Paradoxe Fehleinschätzung
Je größer die Coronakrise, desto populärer der US-Präsident. Donald Trump, der gemeinsam mit anderen politischen Führungsfiguren wie dem britischen Premierminister Boris Johnson und auch der deutschen Bundeskanzlerin Angela Merkel das Bedrohungspotenzial durch das Coronavirus anfänglich viel zu lange unterschätzte, sieht sich derzeit im Zustimmungs-Höhenflug. Noch nie seit Amtsantritt fanden die US-Bürger, glaubt man den Demoskopen, das Handeln Trumps so gut wie im Augenblick dieser Mega-Herausforderung.
Wie kann es zu einer solchen paradox-eklatanten Fehleinschätzung des Volkes kommen? Noch im Februar hatte sich der Präsident über das Virus lustig gemacht, die „Fake News“-Medien attackiert und versprochen, in wenigen Tagen werde man bei „null Fällen“landen. Nun erlebt das Land eine Corona-Apokalypse, bei der sich die Todeszahlen innerhalb von nur 48 Stunden verdoppelt haben.
Dennoch scharen sich viele Bürger hinter den US-Präsidenten – wohl auch, weil in Krisenzeiten starke Persönlichkeiten gefragt sind, gelegentlich ungeachtet ihrer Kompetenz. Es wäre deshalb ein Treppenwitz der Geschichte, würde Trump wegen der Coronakrise, an deren Verschärfung er maßgeblich Anteil hat, im November wiedergewählt werden.

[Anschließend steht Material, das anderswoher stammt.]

//! Vault index.
//!
//! The index keeps a snapshot of every note (file stamp, tags and promoted
//! header fields) and a tag → paths map, so tag and metadata queries do not
//! parse notes. Parsed documents are cached per entry once requested. A
//! snapshot is stale when the file's modification time or size differs from
//! its stamp.
//!
//! Snapshots can be persisted between runs as JSON files in a cache
//! directory:
//! - `meta.json`: format version, vault path, promoted fields
//! - `index.json`: note snapshots

mod cache;
mod types;
mod vault_index;

pub use cache::CacheDir;
pub use types::*;
pub use vault_index::{Reader, VaultIndex};

use crate::error::Result;
use glob::glob;
use std::path::{Path, PathBuf};
use tracing::warn;

/// Current index format version. Increment when the format changes.
pub const CACHE_VERSION: u32 = 1;

/// All `.md` files under `root`, relative and sorted. Hidden entries and
/// directories named in `ignored_dirs` are skipped.
pub fn list_note_paths(root: &Path, ignored_dirs: &[String]) -> Result<Vec<PathBuf>> {
    let pattern = root.join("**/*.md");
    let pattern_str = pattern.to_string_lossy();

    let mut notes = Vec::new();
    for entry in glob(&pattern_str)? {
        match entry {
            Ok(path) => {
                let Ok(relative) = path.strip_prefix(root) else {
                    continue;
                };
                let skipped = relative.components().any(|c| {
                    let name = c.as_os_str().to_string_lossy();
                    name.starts_with('.') || ignored_dirs.iter().any(|d| *d == name)
                });
                if !skipped && path.is_file() {
                    notes.push(relative.to_path_buf());
                }
            }
            Err(e) => warn!("glob error: {}", e),
        }
    }

    notes.sort();
    Ok(notes)
}
//! Note lookup commands: `list`, `find` and `query`.

use crate::cli::args::{FindArgs, QueryArgs};
use crate::cli::output::Output;
use crate::error::{ExitCode, Result};
use crate::query::SortKey;
use crate::vault::{DocumentRef, Vault};
use serde::Serialize;
use std::path::PathBuf;

#[derive(Debug, Serialize)]
pub struct ListResponse {
    pub notes: Vec<PathBuf>,
    pub total: usize,
}

#[derive(Debug, Serialize)]
pub struct MatchResponse {
    pub notes: Vec<DocumentRef>,
    pub total: usize,
}

impl From<Vec<DocumentRef>> for MatchResponse {
    fn from(notes: Vec<DocumentRef>) -> Self {
        Self {
            total: notes.len(),
            notes,
        }
    }
}

pub fn list(vault: &Vault, output: &Output) -> Result<ExitCode> {
    let notes = vault.list_notes()?;
    output.print(&ListResponse {
        total: notes.len(),
        notes,
    })?;
    Ok(ExitCode::Success)
}

pub fn find(vault: &Vault, args: &FindArgs, output: &Output) -> Result<ExitCode> {
    let found = vault.find_documents(&args.tag)?;
    output.print(&MatchResponse::from(found))?;
    Ok(ExitCode::Success)
}

pub fn query(vault: &Vault, args: &QueryArgs, output: &Output) -> Result<ExitCode> {
    let sort = args.sort.as_deref().map(str::parse::<SortKey>).transpose()?;
    let mut found = vault.query(&args.expr)?;
    if sort.is_some() || args.reverse {
        found = vault.sort(found, sort.unwrap_or_default(), args.reverse)?;
    }
    output.print(&MatchResponse::from(found))?;
    Ok(ExitCode::Success)
}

Schon jetzt hat sein mutmaßlicher Herausforderer Joe Biden, vom tapferen Bernie Sanders im parteiinternen Rennen der Demokraten kaum mehr einzuholen, viel Mühe damit, sich gegen die Corona-Schlagzeilen und die Omnipräsenz Trumps zu behaupten. Und das ist eine weitere nicht zu unterschätzende Nebenwirkung dieser sich ausweitenden Katastrophe.